Smith continues to question how this happened. Perhaps she was distracted, with her friend’s health crisis. She isn’t sure, but she knows this type of booking mistake will never happen to her again.

Michelle, Thank you so much for looking into this and for the detailed response. I am still absolutely sure that I entered my husband’s name. So it seems most likely that something on my end auto-filled my own name. I should have checked more carefully and I can chalk this up to a learning experience!

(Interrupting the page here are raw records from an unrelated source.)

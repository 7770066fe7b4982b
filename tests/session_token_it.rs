// crates.io
use httpmock::prelude::*;
// self
use copilot_broker::{_preludet::*, auth::PrimaryCredential, error::TransportError};

fn session_body(token: &str, expires_in: Duration) -> String {
	let expires_at = (OffsetDateTime::now_utc() + expires_in).unix_timestamp();

	format!(r#"{{"token":"{token}","expires_at":{expires_at},"refresh_in":1500}}"#)
}

fn primary() -> PrimaryCredential {
	PrimaryCredential::new("gho_primary")
}

#[tokio::test]
async fn fresh_token_is_served_from_cache() {
	let server = MockServer::start_async().await;
	let (broker, _) = build_reqwest_test_broker(mock_descriptor(&server.base_url()));
	let body = session_body("sec1", Duration::seconds(1_800));
	let mock = server
		.mock_async(|when, then| {
			when.method(GET)
				.path("/copilot_internal/v2/token")
				.header("authorization", "token gho_primary")
				.header("user-agent", "GithubCopilot/1.155.0");
			then.status(200).header("content-type", "application/json").body(&body);
		})
		.await;
	let first = broker.get_valid_token(&primary()).await.expect("First exchange should succeed.");
	let second = broker.get_valid_token(&primary()).await.expect("Cached lookup should succeed.");

	mock.assert_calls_async(1).await;

	assert_eq!(first.token.expose(), "sec1");
	assert_eq!(second, first);
	assert_eq!(first.refresh_in, Some(Duration::seconds(1_500)));
	assert_eq!(broker.session_cache().metrics().exchanges(), 1);
	assert_eq!(broker.session_cache().metrics().hits(), 1);
}

#[tokio::test]
async fn rejected_exchange_reports_status_and_body() {
	let server = MockServer::start_async().await;
	let (broker, _) = build_reqwest_test_broker(mock_descriptor(&server.base_url()));
	let mock = server
		.mock_async(|when, then| {
			when.method(GET).path("/copilot_internal/v2/token");
			then.status(401).body(r#"{"message":"Bad credentials"}"#);
		})
		.await;
	let err = broker.get_valid_token(&primary()).await.expect_err("A 401 must fail the exchange.");

	mock.assert_calls_async(1).await;

	assert!(err.is_unauthorized());
	assert!(matches!(
		err,
		Error::TokenExchangeFailed { status: 401, ref body, .. } if body.contains("Bad credentials")
	));
}

#[tokio::test]
async fn token_inside_the_margin_is_refreshed_once() {
	let (broker, transport, _) = build_scripted_test_broker();

	transport
		.push(200, session_body("sec-stale", Duration::seconds(200)))
		.push(200, session_body("sec-fresh", Duration::seconds(1_800)));

	let stale = broker.get_valid_token(&primary()).await.expect("First exchange should succeed.");

	// The provider's best offer is returned even though it is already inside the margin.
	assert_eq!(stale.token.expose(), "sec-stale");

	let fresh = broker.get_valid_token(&primary()).await.expect("Refresh should succeed.");
	let cached = broker.get_valid_token(&primary()).await.expect("Cached lookup should succeed.");

	assert_eq!(fresh.token.expose(), "sec-fresh");
	assert_eq!(cached, fresh);
	assert_eq!(transport.calls(), 2);
}

#[tokio::test]
async fn concurrent_callers_share_one_exchange() {
	let (broker, transport, _) = build_scripted_test_broker();

	transport
		.push(200, session_body("sec-a", Duration::seconds(1_800)))
		.push(200, session_body("sec-b", Duration::seconds(3_600)));

	let credential = primary();
	let other = broker.clone();
	let (lhs, rhs, third) = tokio::join!(
		broker.get_valid_token(&credential),
		broker.get_valid_token(&credential),
		other.get_valid_token(&credential),
	);
	let lhs = lhs.expect("First concurrent caller should succeed.");
	let rhs = rhs.expect("Second concurrent caller should succeed.");
	let third = third.expect("Third concurrent caller should succeed.");

	assert_eq!(transport.calls(), 1);
	assert_eq!(lhs, rhs);
	assert_eq!(rhs, third);
	assert_eq!(broker.session_cache().cached_expiry(), Some(lhs.expires_at));
}

#[tokio::test]
async fn concurrent_tasks_never_observe_torn_tokens() {
	let (broker, transport, _) = build_scripted_test_broker();
	let broker = broker.with_refresh_margin(Duration::hours(2));

	for idx in 0..8 {
		transport.push(200, session_body(&format!("sec-{idx}"), Duration::seconds(600 + idx)));
	}

	let tasks = (0..8)
		.map(|_| {
			let broker = broker.clone();

			tokio::spawn(async move { broker.get_valid_token(&primary()).await })
		})
		.collect::<Vec<_>>();
	let mut seen = Vec::new();

	for task in tasks {
		seen.push(
			task.await.expect("Task should not panic.").expect("Every exchange should succeed."),
		);
	}

	// A margin larger than every lifetime forces one exchange per caller.
	assert_eq!(transport.calls(), 8);

	for token in &seen {
		let idx = token
			.token
			.expose()
			.trim_start_matches("sec-")
			.parse::<i64>()
			.expect("Token suffix should be numeric.");
		let expected = OffsetDateTime::now_utc() + Duration::seconds(600 + idx);

		assert!((expected - token.expires_at).abs() < Duration::seconds(5));
	}
}

#[tokio::test]
async fn failed_refresh_keeps_the_previous_token() {
	let (broker, transport, _) = build_scripted_test_broker();

	transport
		.push(200, session_body("sec-old", Duration::seconds(120)))
		.push(503, "upstream unavailable");

	let old = broker.get_valid_token(&primary()).await.expect("First exchange should succeed.");
	let err = broker.get_valid_token(&primary()).await.expect_err("Refresh should fail.");

	assert!(matches!(err, Error::TokenExchangeFailed { status: 503, .. }));
	assert!(!err.is_unauthorized());
	assert_eq!(broker.session_cache().cached_expiry(), Some(old.expires_at));
	assert_eq!(broker.session_cache().metrics().failures(), 1);
}

#[tokio::test]
async fn already_expired_exchanges_are_rejected_and_never_cached() {
	let (broker, transport, _) = build_scripted_test_broker();

	transport
		.push(200, session_body("sec-dead", Duration::seconds(-600)))
		.push(200, session_body("sec-old", Duration::seconds(120)))
		.push(200, session_body("sec-dead", Duration::seconds(-1)));

	let err = broker.get_valid_token(&primary()).await.expect_err("Expired token must be rejected.");

	assert!(matches!(err, Error::Transport(TransportError::InvalidPayload { status: 200, .. })));
	assert!(broker.session_cache().cached_expiry().is_none());

	let old = broker.get_valid_token(&primary()).await.expect("Unexpired token should be served.");
	let err = broker.get_valid_token(&primary()).await.expect_err("Expired refresh must fail.");

	assert_eq!(old.token.expose(), "sec-old");
	assert!(matches!(err, Error::Transport(TransportError::InvalidPayload { .. })));
	assert_eq!(broker.session_cache().cached_expiry(), Some(old.expires_at));
	assert_eq!(broker.session_cache().metrics().failures(), 2);
	assert_eq!(transport.calls(), 3);
}

#[tokio::test]
async fn tokens_are_bound_to_the_minting_credential() {
	let (broker, transport, _) = build_scripted_test_broker();

	transport
		.push(200, session_body("sec-one", Duration::seconds(1_800)))
		.push(200, session_body("sec-two", Duration::seconds(1_800)));

	let one = broker
		.get_valid_token(&PrimaryCredential::new("gho_one"))
		.await
		.expect("First credential should exchange.");
	let two = broker
		.get_valid_token(&PrimaryCredential::new("gho_two"))
		.await
		.expect("Second credential should exchange.");
	let requests = transport.requests();

	assert_eq!(one.token.expose(), "sec-one");
	assert_eq!(two.token.expose(), "sec-two");
	assert_eq!(requests[0].header("authorization"), Some("token gho_one"));
	assert_eq!(requests[1].header("authorization"), Some("token gho_two"));
}

#[tokio::test]
async fn expiry_accepts_milliseconds_and_strings() {
	let (broker, transport, _) = build_scripted_test_broker();
	let expires_at = (OffsetDateTime::now_utc() + Duration::hours(1)).unix_timestamp();

	transport.push(200, format!(r#"{{"token":"sec-ms","expires_at":{}}}"#, expires_at * 1_000));

	let token = broker.get_valid_token(&primary()).await.expect("Millisecond expiry should parse.");

	assert_eq!(token.expires_at.unix_timestamp(), expires_at);

	broker.session_cache().invalidate();
	transport.push(200, format!(r#"{{"token":"sec-str","expires_at":"{expires_at}"}}"#));

	let token = broker.get_valid_token(&primary()).await.expect("String expiry should parse.");

	assert_eq!(token.token.expose(), "sec-str");
	assert_eq!(token.expires_at.unix_timestamp(), expires_at);
}

#[tokio::test]
async fn malformed_exchange_bodies_are_transport_errors() {
	let (broker, transport, _) = build_scripted_test_broker();

	transport
		.push(200, r#"{"token":"sec1"}"#)
		.push(200, r#"{"token":"","expires_at":1}"#)
		.push(200, "not json");

	for _ in 0..2 {
		let err = broker.get_valid_token(&primary()).await.expect_err("Payload must be rejected.");

		assert!(matches!(err, Error::Transport(TransportError::InvalidPayload { .. })));
	}

	let err = broker.get_valid_token(&primary()).await.expect_err("Payload must be rejected.");

	assert!(matches!(err, Error::Transport(TransportError::MalformedResponse { .. })));
	assert!(broker.session_cache().cached_expiry().is_none());
}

How to make sure an expensive flight mistake doesn’t happen to you

  • Book directly with the airlines: It’s always easier to correct problems without a middleman (that is, of course, unless the middleman is a professional travel advisor). Booking directly with the airline can eliminate one layer of confusion when a problem occurs. In fact, when you use a third-party booking agent, you are putting a barrier between you and the airline. And remember the Department of Transportation’s 24-hour rule does not apply to your ticket if you don’t buy it directly through your airline carrier. To minimize problems, it’s a good idea to buy your flights directly through your preferred airline.
  • Always promptly review your confirmations: No matter where you purchase your airline tickets, it’s critical to immediately review all of the information on the confirmation for accuracy. Smith could have avoided this problem entirely if she had taken even a quick look at the second confirmation when it arrived. Remember, you can correct most ticketing errors without penalty in the first 24 hours after purchase. You’ll be on the hook for the financial penalties for any mistakes discovered after those 24 hours.
  • Carefully consider basic economy tickets: It’s important not to be mesmerized by the low cost of a basic economy ticket. Keep in mind, along with those low prices (which are often only a few dollars less than economy) come a myriad of restrictions, additional add-on costs and penalties. And remember should you need to make any changes to your plans later, basic economy tickets are nonrefundable and unchangeable. For this reason, these tickets are always a bit of a gamble. (Michelle Couch-Friedman, Consumer Rescue)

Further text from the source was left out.